What causes this condition?

• Five genes(GNAT2 (1p13), PDE6C (10q24), PDE6H (12p13), CNGA3 (2q11.2), and CNGB3 (8q21.3)) have been associated with ACHM, all encoding key components of the cone phototransduction cascade (G-protein GNAT2 > phosphodiesterase PDE6C/PDE6H > cyclic nucleotide gated channel CNGA3/CNGB3).
• Mutations in CNGB3 are the most prevalent, followed by CNGA3, while the others are rare causes of ACHM.

How is this condition diagnosed?

• The diagnosis of ACHM is based on clinical ophthalmological examination, psychophysical testing (i.e. color vision) and electrophysiological testing (electroretinography – ERG) where a loss of photopic but normal scotopic responses is observed.
• Optical coherence tomography shows progressive disruption and/or loss of the inner/outer segment junction of the photoreceptors and an attenuation of the retinal pigment epithelium (RPE) within the macular region.
• The diagnosis is verified by molecular genetic analysis of the causative genes.

Differential diagnosis

• Differential diagnosis includes blue cone monochromatism (BCM)
• Leber congenital amaurosis
• other cone dystrophies
• cerebral achromatopsia

Antenatal diagnosis

• Prenatal diagnosis may be offered by specialized laboratories to at-risk couples.

Genetic counseling

• ACHM is transmitted in an autosomal recessive manner.
• Carrier testing for family members at risk of mutations is possible once the disease-causing mutations have been identified in the family.
• Furthermore, genetic counseling should be offered to at-risk couples (both individuals are carriers of a disease-causing mutation) informing them of the 25% risk of having an affected child.

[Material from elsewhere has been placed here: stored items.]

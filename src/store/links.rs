//! Email<->shipment association table (base spec §3 `EmailShipmentLink`).
//! Many-to-many: never embed one entity inside the other (base spec §9).

use sqlx::PgPool;

use crate::models::EmailShipmentLink;
use crate::store::StoreError;

/// Idempotent: linking the same pair twice is a no-op (base spec §8 invariant 9).
pub async fn link_email_to_shipment(
    pool: &PgPool,
    email_id: i32,
    shipment_id: i32,
    link_type: &str,
    tracking_number: &str,
    created_by: &str,
) -> Result<(), StoreError> {
    sqlx::query(
        r#"
        INSERT INTO email_shipment_links (email_id, shipment_id, link_type, tracking_number, created_by)
        VALUES ($1, $2, $3, $4, $5)
        ON CONFLICT (email_id, shipment_id) DO NOTHING
        "#,
    )
    .bind(email_id)
    .bind(shipment_id)
    .bind(link_type)
    .bind(tracking_number)
    .bind(created_by)
    .execute(pool)
    .await
    .map_err(StoreError::Db)?;

    Ok(())
}

/// Fails with `NotFound` if the link doesn't exist (base spec §4.1).
pub async fn unlink_email_from_shipment(
    pool: &PgPool,
    email_id: i32,
    shipment_id: i32,
) -> Result<(), StoreError> {
    let result = sqlx::query(
        "DELETE FROM email_shipment_links WHERE email_id = $1 AND shipment_id = $2",
    )
    .bind(email_id)
    .bind(shipment_id)
    .execute(pool)
    .await
    .map_err(StoreError::Db)?;

    if result.rows_affected() == 0 {
        return Err(StoreError::NotFound(format!(
            "no link between email {email_id} and shipment {shipment_id}"
        )));
    }
    Ok(())
}

pub async fn get_links_for_shipment(
    pool: &PgPool,
    shipment_id: i32,
) -> Result<Vec<EmailShipmentLink>, StoreError> {
    sqlx::query_as::<_, EmailShipmentLink>(
        "SELECT * FROM email_shipment_links WHERE shipment_id = $1",
    )
    .bind(shipment_id)
    .fetch_all(pool)
    .await
    .map_err(StoreError::Db)
}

How is Achromatopsia treated?

• There is no specific therapy available. Management is symptomatic and includes regular ophthalmological follow-up examination.
• Patients should be informed about the possibility of using filtering glasses or contact lenses (red tinted or brown) to reduce photophobia and to improve contrast sensitivity.
• Low-vision aids include high-powered magnifiers for reading.

What is the prognosis?

• ACHM is usually a stationary disease, yet macular degeneration can occur.